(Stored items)

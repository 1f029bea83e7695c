//! Interactive REPL (Read-Eval-Print Loop) for kvdb.

use std::io::{self, BufRead, Write};

use serde_json::Value;

use super::api::{Database, DatabaseResult};

/// REPL configuration.
#[derive(Debug, Clone)]
pub struct ReplConfig {
    /// Prompt string.
    pub prompt: String,
    /// Show timing information.
    pub timing: bool,
    /// Max list entries to display.
    pub max_items: usize,
}

impl Default for ReplConfig {
    fn default() -> Self {
        Self {
            prompt: "kvdb> ".into(),
            timing: true,
            max_items: 100,
        }
    }
}

/// What evaluating one line produced.
#[derive(Debug, Clone, PartialEq)]
pub enum Reply {
    /// Text to print.
    Output(String),
    /// Nothing to print.
    Empty,
    /// Leave the REPL.
    Quit,
}

/// The interactive REPL.
pub struct Repl {
    db: Database,
    config: ReplConfig,
    history: Vec<String>,
}

impl Repl {
    /// Create a new REPL with the given database.
    pub fn new(db: Database) -> Self {
        Self::with_config(db, ReplConfig::default())
    }

    /// Create a REPL with custom configuration.
    pub fn with_config(db: Database, config: ReplConfig) -> Self {
        Self {
            db,
            config,
            history: Vec::new(),
        }
    }

    /// Run the REPL interactively.
    pub fn run(&mut self) -> DatabaseResult<()> {
        self.print_banner();

        let stdin = io::stdin();
        let mut stdout = io::stdout();

        loop {
            print!("{}", self.config.prompt);
            stdout.flush()?;

            let mut line = String::new();
            if stdin.lock().read_line(&mut line)? == 0 {
                // EOF.
                println!("\nGoodbye!");
                break;
            }

            let cmd = line.trim();
            if cmd.is_empty() {
                continue;
            }
            self.history.push(cmd.to_string());

            let start = std::time::Instant::now();
            match self.evaluate(cmd) {
                Ok(Reply::Quit) => break,
                Ok(Reply::Empty) => {}
                Ok(Reply::Output(text)) => {
                    println!("{}", text);
                    if self.config.timing {
                        println!("Time: {:.3}ms", start.elapsed().as_secs_f64() * 1000.0);
                    }
                }
                Err(e) => eprintln!("Error: {}", e),
            }
        }

        Ok(())
    }

    fn print_banner(&self) {
        println!("╔═══════════════════════════════════════════════════╗");
        println!("║                     kvdb v{:<24}║", env!("CARGO_PKG_VERSION"));
        println!("║        A transactional key-value store            ║");
        println!("╠═══════════════════════════════════════════════════╣");
        println!("║  backend: {:<40}║", self.db.store().backend_name());
        println!("║  Type .help for commands                          ║");
        println!("╚═══════════════════════════════════════════════════╝");
        println!();
    }

    /// Evaluate one command line. The leading `.` is optional.
    pub fn evaluate(&mut self, line: &str) -> DatabaseResult<Reply> {
        let line = line.trim().trim_start_matches(&['.', '\\'][..]);
        let (command, rest) = match line.split_once(char::is_whitespace) {
            Some((command, rest)) => (command, rest.trim()),
            None => (line, ""),
        };

        let reply = match command.to_lowercase().as_str() {
            "" => Reply::Empty,
            "help" | "h" | "?" => Reply::Output(help_text()),
            "quit" | "exit" | "q" => Reply::Quit,
            "has" => match single_arg(rest) {
                Some(key) => Reply::Output(self.db.has(key)?.to_string()),
                None => usage(".has KEY"),
            },
            "get" => match single_arg(rest) {
                Some(key) => Reply::Output(format_value(&self.db.get(key)?)),
                None => usage(".get KEY"),
            },
            "list" => match single_arg(rest) {
                Some(key) => Reply::Output(self.format_list(&self.db.get_list(key)?)),
                None => usage(".list KEY"),
            },
            "mget" => {
                let keys: Vec<String> = rest.split_whitespace().map(String::from).collect();
                if keys.is_empty() {
                    usage(".mget KEY...")
                } else {
                    let values = self.db.get_many(&keys)?;
                    let lines: Vec<String> = values.iter().map(format_value).collect();
                    Reply::Output(format!("{}\n({} found)", lines.join("\n"), values.len()))
                }
            }
            "tx" => {
                if rest.is_empty() {
                    usage(".tx <json transaction>")
                } else {
                    let tx = self.db.execute_json(rest)?;
                    Reply::Output(format!("OK ({} key(s))", tx.keys().len()))
                }
            }
            "set" => match rest.split_once(char::is_whitespace) {
                Some((key, json)) => match serde_json::from_str::<Value>(json.trim()) {
                    Ok(value) => {
                        self.db.set(key, &value)?;
                        Reply::Output("OK".into())
                    }
                    Err(e) => Reply::Output(format!("Invalid JSON: {}", e)),
                },
                None => usage(".set KEY <json>"),
            },
            "log" => {
                let limit = match rest {
                    "" => Some(10),
                    n => match n.parse() {
                        Ok(n) => Some(n),
                        Err(_) => return Ok(usage(".log [N]")),
                    },
                };
                let commits = self.db.history(limit)?;
                if commits.is_empty() {
                    Reply::Output("No commits.".into())
                } else {
                    let lines: Vec<String> = commits
                        .iter()
                        .map(|c| {
                            format!(
                                "{} {} {}",
                                c.id.short(),
                                c.timestamp.format("%Y-%m-%d %H:%M:%S"),
                                c.summary()
                            )
                        })
                        .collect();
                    Reply::Output(lines.join("\n"))
                }
            }
            "history" => {
                let lines: Vec<String> = self
                    .history
                    .iter()
                    .enumerate()
                    .map(|(i, cmd)| format!("  {}: {}", i + 1, cmd))
                    .collect();
                Reply::Output(format!("Command History:\n{}", lines.join("\n")))
            }
            "timing" => {
                self.config.timing = !self.config.timing;
                Reply::Output(format!("Timing: {}", if self.config.timing { "on" } else { "off" }))
            }
            "clear" => {
                // Clear screen (ANSI escape).
                print!("\x1B[2J\x1B[H");
                Reply::Empty
            }
            other => Reply::Output(format!(
                "Unknown command: .{}\nType .help for available commands",
                other
            )),
        };

        Ok(reply)
    }

    fn format_list(&self, items: &[String]) -> String {
        if items.is_empty() {
            return "(empty list)".into();
        }
        let limit = items.len().min(self.config.max_items);
        let mut out: Vec<String> = items
            .iter()
            .take(limit)
            .enumerate()
            .map(|(i, item)| format!("{:>4}  {}", i, item))
            .collect();
        if items.len() > limit {
            out.push(format!("... ({} more items)", items.len() - limit));
        }
        out.push(format!("({} items)", items.len()));
        out.join("\n")
    }
}

fn single_arg(rest: &str) -> Option<&str> {
    let mut parts = rest.split_whitespace();
    match (parts.next(), parts.next()) {
        (Some(arg), None) => Some(arg),
        _ => None,
    }
}

fn usage(text: &str) -> Reply {
    Reply::Output(format!("Usage: {}", text))
}

fn help_text() -> String {
    [
        "Commands:",
        "  .help, .h, .?           Show this help message",
        "  .quit, .exit, .q        Exit the REPL",
        "  .has KEY                Check whether a key holds a record",
        "  .get KEY                Show a JSON record",
        "  .list KEY               Show a string list",
        "  .mget KEY...            Show several JSON records",
        "  .set KEY <json>         Overwrite a JSON record",
        "  .tx <json>              Apply a write transaction",
        "  .log [N]                Show the last N commits (default 10)",
        "  .history                Show command history",
        "  .timing                 Toggle timing display",
        "  .clear                  Clear the screen",
        "",
        "Transactions:",
        r#"  {"creates": {"k": 1}, "overwrites": {...}, "setFields": {"k": {"f": 2}},"#,
        r#"   "strListCreates": ["l"], "strListAppends": {"l": ["x"]}}"#,
    ]
    .join("\n")
}

fn format_value(value: &Value) -> String {
    match value {
        Value::Null => "NULL".to_string(),
        Value::String(s) => s.clone(),
        Value::Array(_) | Value::Object(_) => {
            serde_json::to_string_pretty(value).unwrap_or_else(|_| value.to_string())
        }
        other => other.to_string(),
    }
}

#[cfg(test)]
mod tests {
    use super::*;

    fn output(reply: Reply) -> String {
        match reply {
            Reply::Output(text) => text,
            other => panic!("expected output, got {:?}", other),
        }
    }

    #[test]
    fn test_format_value() {
        assert_eq!(format_value(&serde_json::Value::Null), "NULL");
        assert_eq!(format_value(&serde_json::json!(true)), "true");
        assert_eq!(format_value(&serde_json::json!(42)), "42");
        assert_eq!(format_value(&serde_json::json!("hello")), "hello");
        assert_eq!(format_value(&serde_json::json!([1])), "[\n  1\n]");
    }

    #[test]
    fn test_commands_round_trip() {
        let mut repl = Repl::new(Database::in_memory());

        assert_eq!(output(repl.evaluate(".has k").unwrap()), "false");
        output(repl.evaluate(r#".tx {"creates": {"k": {"a": 1}}, "strListCreates": ["l"]}"#).unwrap());
        output(repl.evaluate(r#".tx {"strListAppends": {"l": ["x", "y"]}}"#).unwrap());
        output(repl.evaluate(r#".set other "plain""#).unwrap());

        assert_eq!(output(repl.evaluate(".has k").unwrap()), "true");
        assert_eq!(output(repl.evaluate("get other").unwrap()), "plain");
        assert!(output(repl.evaluate(".list l").unwrap()).ends_with("(2 items)"));
        assert!(output(repl.evaluate(".mget k other missing").unwrap()).ends_with("(2 found)"));
        assert_eq!(output(repl.evaluate(".log").unwrap()), "No commits.");
    }

    #[test]
    fn test_errors_and_usage() {
        let mut repl = Repl::new(Database::in_memory());

        assert!(repl.evaluate(".get missing").is_err());
        assert!(repl.evaluate(r#".tx {"strListAppends": {"m": ["x"]}}"#).is_err());
        assert_eq!(output(repl.evaluate(".get").unwrap()), "Usage: .get KEY");
        assert!(output(repl.evaluate(".frobnicate").unwrap()).starts_with("Unknown command"));
        assert_eq!(repl.evaluate(".quit").unwrap(), Reply::Quit);
    }

    #[test]
    fn test_log_on_git_backend() {
        let dir = tempfile::TempDir::new().unwrap();
        let mut repl = Repl::new(Database::open(dir.path()).unwrap());

        output(repl.evaluate(r#".tx {"creates": {"k": 1}}"#).unwrap());
        let log = output(repl.evaluate(".log 5").unwrap());
        assert_eq!(log.lines().count(), 2);
    }
}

TASK ITEM — Stopping at the line containing "Show timing information.", please repeat exactly every line from the very start of the entries, that line included, and nothing more.

COMPLETED TASK —
repository 1f029bea83e7695c
//! Interactive REPL (Read-Eval-Print Loop) for kvdb.

use std::io::{self, BufRead, Write};

use serde_json::Value;

use super::api::{Database, DatabaseResult};

/// REPL configuration.
#[derive(Debug, Clone)]
pub struct ReplConfig {
    /// Prompt string.
    pub prompt: String,
    /// Show timing information.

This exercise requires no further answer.